* **Exercise brief**
Return every line of the data below, exactly.

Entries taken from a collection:
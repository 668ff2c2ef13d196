//! Guide controller configuration.
//!
//! Limits are written in degrees, the way an operator thinks about them, and
//! converted to radians for the controller.
//!
//! # Example
//!
//! ```rust
//! use mount_guide::config::GuideConfig;
//!
//! let config = GuideConfig::from_json(
//!     r#"{
//!         "axis1": { "min_deg": -180.0, "max_deg": 180.0 },
//!         "axis2": { "min_deg": -90.0, "max_deg": 90.0 },
//!         "past_meridian_east_deg": 15.0,
//!         "past_meridian_west_deg": 15.0,
//!         "altitude": { "min_deg": -10.0, "max_deg": 85.0 },
//!         "tangent_arm": false
//!     }"#,
//! )
//! .unwrap();
//!
//! assert!((config.limits().past_meridian_east - 15.0f64.to_radians()).abs() < 1e-12);
//! ```

pub mod builder;
pub mod error;
pub mod validation;

pub use builder::GuideConfigBuilder;
pub use error::{ConfigError, ConfigViolation};

use crate::core::{AxisRange, MountLimits};
use serde::{Deserialize, Serialize};

/// Inclusive range in degrees.
#[derive(Clone, Copy, PartialEq, Debug, Serialize, Deserialize)]
pub struct RangeDeg {
    pub min_deg: f64,
    pub max_deg: f64,
}

impl RangeDeg {
    pub fn new(min_deg: f64, max_deg: f64) -> Self {
        Self { min_deg, max_deg }
    }

    fn to_radians(self) -> AxisRange {
        AxisRange {
            min: self.min_deg.to_radians(),
            max: self.max_deg.to_radians(),
        }
    }
}

/// Static configuration of the guide controller.
#[derive(Clone, Copy, PartialEq, Debug, Serialize, Deserialize)]
pub struct GuideConfig {
    pub axis1: RangeDeg,
    pub axis2: RangeDeg,
    pub past_meridian_east_deg: f64,
    pub past_meridian_west_deg: f64,
    pub altitude: RangeDeg,
    /// Axis2 is a tangent arm; limits apply to the raw instrument coordinate
    #[serde(default)]
    pub tangent_arm: bool,
}

impl Default for GuideConfig {
    fn default() -> Self {
        Self {
            axis1: RangeDeg::new(-180.0, 180.0),
            axis2: RangeDeg::new(-90.0, 90.0),
            past_meridian_east_deg: 15.0,
            past_meridian_west_deg: 15.0,
            altitude: RangeDeg::new(-10.0, 85.0),
            tangent_arm: false,
        }
    }
}

impl GuideConfig {
    /// Parse and validate a JSON configuration.
    pub fn from_json(json: &str) -> Result<Self, ConfigError> {
        let config: GuideConfig =
            serde_json::from_str(json).map_err(|e| ConfigError::Parse(e.to_string()))?;
        config.validated()
    }

    /// Return `self` if every rule passes, otherwise all violations.
    pub fn validated(self) -> Result<Self, ConfigError> {
        let violations = validation::violations(&self);
        if violations.is_empty() {
            Ok(self)
        } else {
            Err(ConfigError::Invalid(violations))
        }
    }

    /// Limits in radians.
    pub fn limits(&self) -> MountLimits {
        MountLimits {
            axis1: self.axis1.to_radians(),
            axis2: self.axis2.to_radians(),
            past_meridian_east: self.past_meridian_east_deg.to_radians(),
            past_meridian_west: self.past_meridian_west_deg.to_radians(),
            altitude: self.altitude.to_radians(),
        }
    }
}
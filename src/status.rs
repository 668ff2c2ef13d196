//! Serializable guide status for the command layer.

use crate::core::{GuideAction, Tick};
use crate::guide::{GuideMode, GuideSession};
use serde::{Deserialize, Serialize};

/// Status of one axis' guide session.
#[derive(Clone, Copy, PartialEq, Debug, Serialize, Deserialize)]
pub struct AxisGuideStatus {
    pub action: GuideAction,
    pub mode: Option<GuideMode>,
    pub offset_rate: f64,
    /// Milliseconds until timeout, `None` when not actively guiding
    pub remaining_ms: Option<u32>,
}

impl AxisGuideStatus {
    fn capture(session: &GuideSession, now: Tick) -> Self {
        Self {
            action: session.action(),
            mode: session.mode(),
            offset_rate: session.offset_rate(),
            remaining_ms: session.remaining_ms(now),
        }
    }
}

/// Snapshot of both guide sessions.
#[derive(Clone, Copy, PartialEq, Debug, Serialize, Deserialize)]
pub struct GuideStatus {
    pub axis1: AxisGuideStatus,
    pub axis2: AxisGuideStatus,
    pub at: Tick,
}

impl GuideStatus {
    pub(crate) fn capture(axis1: &GuideSession, axis2: &GuideSession, now: Tick) -> Self {
        Self {
            axis1: AxisGuideStatus::capture(axis1, now),
            axis2: AxisGuideStatus::capture(axis2, now),
            at: now,
        }
    }

    pub fn is_guiding(&self) -> bool {
        self.axis1.action.is_guiding() || self.axis2.action.is_guiding()
    }

    pub fn to_json(&self) -> Result<String, serde_json::Error> {
        serde_json::to_string(self)
    }
}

* **Your solution**
repository 668ff2c2ef13d196
//! Guide controller configuration.
//!
//! Limits are written in degrees, the way an operator thinks about them, and
//! converted to radians for the controller.
//!
//! # Example
//!
//! ```rust
//! use mount_guide::config::GuideConfig;
//!
//! let config = GuideConfig::from_json(
//!     r#"{
//!         "axis1": { "min_deg": -180.0, "max_deg": 180.0 },
//!         "axis2": { "min_deg": -90.0, "max_deg": 90.0 },
//!         "past_meridian_east_deg": 15.0,
//!         "past_meridian_west_deg": 15.0,
//!         "altitude": { "min_deg": -10.0, "max_deg": 85.0 },
//!         "tangent_arm": false
//!     }"#,
//! )
//! .unwrap();
//!
//! assert!((config.limits().past_meridian_east - 15.0f64.to_radians()).abs() < 1e-12);
//! ```

pub mod builder;
pub mod error;
pub mod validation;

pub use builder::GuideConfigBuilder;
pub use error::{ConfigError, ConfigViolation};

use crate::core::{AxisRange, MountLimits};
use serde::{Deserialize, Serialize};

/// Inclusive range in degrees.
#[derive(Clone, Copy, PartialEq, Debug, Serialize, Deserialize)]
pub struct RangeDeg {
    pub min_deg: f64,
    pub max_deg: f64,
}

impl RangeDeg {
    pub fn new(min_deg: f64, max_deg: f64) -> Self {
        Self { min_deg, max_deg }
    }

    fn to_radians(self) -> AxisRange {
        AxisRange {
            min: self.min_deg.to_radians(),
            max: self.max_deg.to_radians(),
        }
    }
}

/// Static configuration of the guide controller.
#[derive(Clone, Copy, PartialEq, Debug, Serialize, Deserialize)]
pub struct GuideConfig {
    pub axis1: RangeDeg,
    pub axis2: RangeDeg,
    pub past_meridian_east_deg: f64,
    pub past_meridian_west_deg: f64,
    pub altitude: RangeDeg,
    /// Axis2 is a tangent arm; limits apply to the raw instrument coordinate
    #[serde(default)]
    pub tangent_arm: bool,
}

impl Default for GuideConfig {
    fn default() -> Self {
        Self {
            axis1: RangeDeg::new(-180.0, 180.0),
            axis2: RangeDeg::new(-90.0, 90.0),
            past_meridian_east_deg: 15.0,
            past_meridian_west_deg: 15.0,
            altitude: RangeDeg::new(-10.0, 85.0),
            tangent_arm: false,
        }
    }
}

impl GuideConfig {
    /// Parse and validate a JSON configuration.
    pub fn from_json(json: &str) -> Result<Self, ConfigError> {
        let config: GuideConfig =
            serde_json::from_str(json).map_err(|e| ConfigError::Parse(e.to_string()))?;
        config.validated()
    }

    /// Return `self` if every rule passes, otherwise all violations.
    pub fn validated(self) -> Result<Self, ConfigError> {
        let violations = validation::violations(&self);
        if violations.is_empty() {
            Ok(self)
        } else {
            Err(ConfigError::Invalid(violations))
        }
    }

    /// Limits in radians.
    pub fn limits(&self) -> MountLimits {
        MountLimits {
            axis1: self.axis1.to_radians(),
            axis2: self.axis2.to_radians(),
            past_meridian_east: self.past_meridian_east_deg.to_radians(),
            past_meridian_west: self.past_meridian_west_deg.to_radians(),
            altitude: self.altitude.to_radians(),
        }
    }
}
filename src/status.rs
repository 668ff2c2ef13d196
//! Serializable guide status for the command layer.

use crate::core::{GuideAction, Tick};
use crate::guide::{GuideMode, GuideSession};
use serde::{Deserialize, Serialize};

/// Status of one axis' guide session.
#[derive(Clone, Copy, PartialEq, Debug, Serialize, Deserialize)]
pub struct AxisGuideStatus {
    pub action: GuideAction,
    pub mode: Option<GuideMode>,
    pub offset_rate: f64,
    /// Milliseconds until timeout, `None` when not actively guiding
    pub remaining_ms: Option<u32>,
}

impl AxisGuideStatus {
    fn capture(session: &GuideSession, now: Tick) -> Self {
        Self {
            action: session.action(),
            mode: session.mode(),
            offset_rate: session.offset_rate(),
            remaining_ms: session.remaining_ms(now),
        }
    }
}

/// Snapshot of both guide sessions.
#[derive(Clone, Copy, PartialEq, Debug, Serialize, Deserialize)]
pub struct GuideStatus {
    pub axis1: AxisGuideStatus,
    pub axis2: AxisGuideStatus,
    pub at: Tick,
}

impl GuideStatus {
    pub(crate) fn capture(axis1: &GuideSession, axis2: &GuideSession, now: Tick) -> Self {
        Self {
            axis1: AxisGuideStatus::capture(axis1, now),
            axis2: AxisGuideStatus::capture(axis2, now),
            at: now,
        }
    }

    pub fn is_guiding(&self) -> bool {
        self.axis1.action.is_guiding() || self.axis2.action.is_guiding()
    }

    pub fn to_json(&self) -> Result<String, serde_json::Error> {
        serde_json::to_string(self)
    }
}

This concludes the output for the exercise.